Second, the drills are critical for preventing the alliance from becoming “weak and hollow,” as Christopher Hill, a former ambassador to South Korea, put it in June.

“The annual Ulchi-Freedom Guardian exercise is critical for sustaining readiness,” Robert Collins, who has worked with U.S. Forces Korea, told The Daily Beast. “Those who call for the drills to be scaled back are asking the South Korean and American presidents to be prepared, due to reduced preparedness, for far higher casualty rates during any conflict with the North.” At stake, Collins points out, is “the sheer survival of the South.”

In view of all this, it’s possible that Kim Jong Un had thought from the beginning that he would launch the missiles toward Guam during the Ulchi-Freedom Guardian exercise so as to convince others that his weapons program is really defensive in nature.
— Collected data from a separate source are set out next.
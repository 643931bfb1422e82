//! Error handling for the client generation library.
//!
//! This module defines the main error type `Error` used throughout the library,
//! along with a convenient `Result` type alias. It uses `thiserror` for easy
//! error handling. One variant exists per pipeline stage that can fail; all of
//! them are terminal for the current invocation and nothing is retried.
//!
//! # Examples
//!
//! ```
//! use openapi_client_core::error::{Error, Result};
//!
//! fn might_fail() -> Result<()> {
//!     // Operations that might fail...
//!     Ok(())
//! }
//! ```

use thiserror::Error;

/// Result type for client generation operations
pub type Result<T> = std::result::Result<T, Error>;

/// Main error type for client generation operations
#[derive(Debug, Error)]
pub enum Error {
    /// I/O error
    #[error("I/O error: {0}")]
    Io(#[from] std::io::Error),

    /// Network or filesystem failure reaching the schema
    #[error("schema fetch error: {0}")]
    SchemaFetch(String),

    /// Schema content is not valid JSON/YAML or fails structural validation
    #[error("schema parse error: {0}")]
    SchemaParse(String),

    /// The generator rejected the document or failed to render
    #[error("generation error: {0}")]
    Generation(String),

    /// Generated source did not match the post-processor's structural expectations
    #[error("post-processing error: {0}")]
    PostProcess(String),

    /// The delivery sink rejected the finished code
    #[error("submission error: {0}")]
    Submission(String),
}

impl Error {
    /// Create a new schema fetch error
    pub fn fetch<S: Into<String>>(msg: S) -> Self {
        Self::SchemaFetch(msg.into())
    }

    /// Create a new schema parse error
    pub fn parse<S: Into<String>>(msg: S) -> Self {
        Self::SchemaParse(msg.into())
    }

    /// Create a new generation error
    pub fn generation<S: Into<String>>(msg: S) -> Self {
        Self::Generation(msg.into())
    }

    /// Create a new post-processing error
    pub fn post_process<S: Into<String>>(msg: S) -> Self {
        Self::PostProcess(msg.into())
    }

    /// Create a new submission error
    pub fn submission<S: Into<String>>(msg: S) -> Self {
        Self::Submission(msg.into())
    }
}
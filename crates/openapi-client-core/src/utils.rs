//! String transformation utilities for code generation

/// Convert a string to snake_case
pub fn to_snake_case(s: &str) -> String {
    let mut result = String::with_capacity(s.len());
    let mut prev_is_lowercase = false;

    for ch in s.chars() {
        if ch.is_uppercase() {
            if prev_is_lowercase {
                result.push('_');
            }
            result.extend(ch.to_lowercase());
            prev_is_lowercase = false;
        } else if ch.is_alphanumeric() {
            result.push(ch);
            prev_is_lowercase = ch.is_lowercase() || ch.is_ascii_digit();
        } else {
            // Any separator (-, _, space, braces) collapses to one underscore
            if !result.is_empty() && !result.ends_with('_') {
                result.push('_');
            }
            prev_is_lowercase = false;
        }
    }

    result.trim_matches('_').to_string()
}

/// Convert a string to PascalCase
pub fn to_pascal_case(s: &str) -> String {
    to_snake_case(s)
        .split('_')
        .filter(|part| !part.is_empty())
        .map(|part| {
            let mut chars = part.chars();
            match chars.next() {
                Some(first) => first.to_uppercase().chain(chars).collect::<String>(),
                None => String::new(),
            }
        })
        .collect()
}

#[cfg(test)]
mod tests {
    use super::*;

    #[test]
    fn test_to_snake_case() {
        assert_eq!(to_snake_case("getPetById"), "get_pet_by_id");
        assert_eq!(to_snake_case("findByStatus"), "find_by_status");
        assert_eq!(to_snake_case("pet-store"), "pet_store");
        assert_eq!(to_snake_case("{petId}"), "pet_id");
        assert_eq!(to_snake_case("already_snake"), "already_snake");
        assert_eq!(to_snake_case(""), "");
    }

    #[test]
    fn test_to_pascal_case() {
        assert_eq!(to_pascal_case("getPetById"), "GetPetById");
        assert_eq!(to_pascal_case("pet"), "Pet");
        assert_eq!(to_pascal_case("findByStatus"), "FindByStatus");
        assert_eq!(to_pascal_case("pet-store"), "PetStore");
        assert_eq!(to_pascal_case("{petId}"), "PetId");
        assert_eq!(to_pascal_case(""), "");
    }
}
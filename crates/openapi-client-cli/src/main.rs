//! openapi-client CLI entrypoint
//! Parses command-line arguments and dispatches to the core pipeline.

// Internal imports (std, crate)
use std::path::PathBuf;

// External imports (alphabetized)
use anyhow::Context;
use clap::Parser;
use openapi_client_core::{
    generate_client, DeliverySink, GenerationOptions, MethodNameType, ProgressEvent,
};

#[derive(Parser)]
#[command(name = "openapi-client")]
#[command(author, version, about = "Generate an API client from its OpenAPI schema", long_about = None)]
struct Cli {
    /// Path or URL to the OpenAPI schema (YAML or JSON)
    ///
    /// Can be a local file path or an HTTP/HTTPS URL
    /// Example: openapi-client path/to/schema.yaml
    /// Example: openapi-client https://example.com/openapi.json
    schema: String,

    /// Name of the generated client class
    #[arg(short = 'c', long, default_value = "OpenApiClient")]
    class_name: String,

    /// Defines how method names are generated (path or operationid)
    #[arg(long, default_value = "path")]
    method_name_type: String,

    /// Trace HTTP responses through the display hook
    #[arg(short = 't', long)]
    enable_tracing: bool,

    /// Write the generated source to a file instead of stdout
    #[arg(short = 'o', long)]
    output: Option<PathBuf>,
}

#[tokio::main]
async fn main() -> anyhow::Result<()> {
    // Initialize logging
    tracing_subscriber::fmt::init();
    let cli = Cli::parse();

    let method_name_type: MethodNameType = cli
        .method_name_type
        .parse()
        .map_err(|e| anyhow::anyhow!("Invalid method name type '{}': {e}", cli.method_name_type))?;

    let options = GenerationOptions {
        class_name: cli.class_name.clone(),
        method_name_type,
        enable_tracing: cli.enable_tracing,
    };

    let sink = match &cli.output {
        Some(path) => DeliverySink::File(path.clone()),
        None => DeliverySink::Stdout,
    };

    tracing::debug!(schema = %cli.schema, "starting client generation");

    // Progress notices go to stderr so a stdout sink stays clean
    generate_client(&cli.schema, &options, &sink, |event| match event {
        ProgressEvent::DownloadStarted { location } => {
            eprintln!("Downloading schema from {}...", location);
        }
        ProgressEvent::BuildStarted => {
            eprintln!("Building client...");
        }
        ProgressEvent::Completed {
            class_name,
            location,
        } => {
            eprintln!("Client generated for {}", location);
            eprintln!("You can initialize the client as shown below:");
            eprintln!("    var client = new {}();", class_name);
            eprintln!("or using an already existing HttpClient:");
            eprintln!("    var httpClient = new HttpClient();");
            eprintln!("    var client = new {}(httpClient);", class_name);
        }
    })
    .await
    .context("Failed to generate client")?;

    Ok(())
}
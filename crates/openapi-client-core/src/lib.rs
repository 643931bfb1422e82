//! openapi-client Core Library
//!
//! This library turns an OpenAPI schema (local file or URL, JSON or YAML)
//! into script-ready C# client source: it loads and parses the schema,
//! renders the client compilation unit, post-processes the text for script
//! embedding, and delivers it to a sink.

pub mod builders;
pub mod error;
pub mod generator;
pub mod naming;
pub mod options;
pub mod pipeline;
pub mod postprocess;
pub mod schema;
pub mod sink;
pub mod utils;

pub use crate::{
    error::{Error, Result},
    generator::{ClientGenerator, GeneratedSource},
    options::{GenerationOptions, MethodNameType},
    pipeline::{generate_client, ProgressEvent},
    postprocess::{post_process, FinalSource},
    schema::{ApiDocument, SchemaReference},
    sink::{DeliverySink, DEPENDENCY_DIRECTIVE},
};
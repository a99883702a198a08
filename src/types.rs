/// file: src/types.rs
/// description: data model for local club events, server stream events and toasts
use chrono::{DateTime, Utc};
use serde::{Deserialize, Serialize};
use std::time::Duration;

/// Stream discriminators that are transport plumbing, never application events.
pub const CONTROL_EVENT_TYPES: [&str; 2] = ["heartbeat", "connected"];

/// Emitted by this client right after the backend accepted a join.
#[derive(Debug, Clone, PartialEq, Serialize, Deserialize)]
#[serde(rename_all = "camelCase")]
pub struct ClubJoinEvent {
    pub club_id: i64,
    pub user_id: i64,
    pub user_name: String,
    #[serde(default, skip_serializing_if = "Option::is_none")]
    pub timestamp: Option<DateTime<Utc>>,
}

impl ClubJoinEvent {
    pub fn new(club_id: i64, user_id: i64, user_name: impl Into<String>) -> Self {
        Self {
            club_id,
            user_id,
            user_name: user_name.into(),
            timestamp: None,
        }
    }
}

/// Events carried by the local bus. One variant per event name.
#[derive(Debug, Clone, PartialEq)]
pub enum LocalEvent {
    ClubJoined(ClubJoinEvent),
}

#[derive(Debug, Clone, Copy, PartialEq, Eq, Hash)]
pub enum LocalEventKind {
    ClubJoined,
}

impl LocalEventKind {
    pub fn name(self) -> &'static str {
        match self {
            LocalEventKind::ClubJoined => "club:user-joined",
        }
    }
}

impl LocalEvent {
    pub fn kind(&self) -> LocalEventKind {
        match self {
            LocalEvent::ClubJoined(_) => LocalEventKind::ClubJoined,
        }
    }

    pub fn timestamp(&self) -> Option<DateTime<Utc>> {
        match self {
            LocalEvent::ClubJoined(e) => e.timestamp,
        }
    }

    /// Copy of the event carrying `now` unless it already has a timestamp.
    pub fn stamped(&self, now: DateTime<Utc>) -> Self {
        let mut event = self.clone();
        match &mut event {
            LocalEvent::ClubJoined(e) => {
                e.timestamp.get_or_insert(now);
            }
        }
        event
    }
}

/// Raw record pushed by the backend over the notification stream.
#[derive(Debug, Clone, PartialEq, Serialize, Deserialize)]
pub struct StreamEvent {
    #[serde(rename = "type")]
    pub event_type: String,
    #[serde(default)]
    pub data: serde_json::Value,
    #[serde(default, skip_serializing_if = "Option::is_none")]
    pub timestamp: Option<String>,
}

impl StreamEvent {
    pub fn is_control(&self) -> bool {
        CONTROL_EVENT_TYPES.contains(&self.event_type.as_str())
    }

    /// Typed view of the payload; fails for unknown discriminators.
    pub fn notification(&self) -> Result<ClubNotification, serde_json::Error> {
        serde_json::from_value(serde_json::json!({
            "type": self.event_type,
            "data": self.data,
        }))
    }
}

#[derive(Debug, Clone, PartialEq, Serialize, Deserialize)]
#[serde(tag = "type", content = "data")]
pub enum ClubNotification {
    #[serde(rename = "club:join-request")]
    JoinRequest {
        admin_id: i64,
        user_name: String,
        club_id: i64,
    },
    #[serde(rename = "club:user-joined")]
    UserJoined { user_name: String, club_id: i64 },
    #[serde(rename = "club:request-approved")]
    RequestApproved { user_id: i64, club_id: i64 },
}

#[derive(Debug, Clone, Copy, PartialEq, Eq, Serialize, Deserialize)]
#[serde(rename_all = "lowercase")]
pub enum Severity {
    Success,
    Info,
    Error,
}

#[derive(Debug, Clone, PartialEq, Serialize)]
pub struct ToastAction {
    pub label: String,
    pub target: String,
}

#[derive(Debug, Clone, PartialEq, Serialize)]
pub struct Toast {
    pub severity: Severity,
    pub title: String,
    pub description: Option<String>,
    pub duration: Option<Duration>,
    pub action: Option<ToastAction>,
}

impl Toast {
    pub fn new(severity: Severity, title: impl Into<String>) -> Self {
        Self {
            severity,
            title: title.into(),
            description: None,
            duration: None,
            action: None,
        }
    }

    pub fn description(mut self, description: impl Into<String>) -> Self {
        self.description = Some(description.into());
        self
    }

    pub fn duration(mut self, duration: Duration) -> Self {
        self.duration = Some(duration);
        self
    }

    pub fn action(mut self, label: impl Into<String>, target: impl Into<String>) -> Self {
        self.action = Some(ToastAction {
            label: label.into(),
            target: target.into(),
        });
        self
    }
}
Kim also gains if he never launches the Guam salvo. The North Korean knows Trump administration officials are trying to decide whether he is deterrable. If they determine he is not, they will use force to take out his weapons sites. Kim, by not launching at Guam last week, may have tried to convince American policymakers he can be reasoned with so Washington will allow him to keep his missiles and nukes.

In any event, we know the crisis may only have been delayed, and unfortunately none of the underlying problems has been solved.

Moreover, fast escalation is always a danger. As Stephen Noerper of Columbia University pointed out to The Wall Street Journal, the peninsula “can go from zero to 10 very quickly.”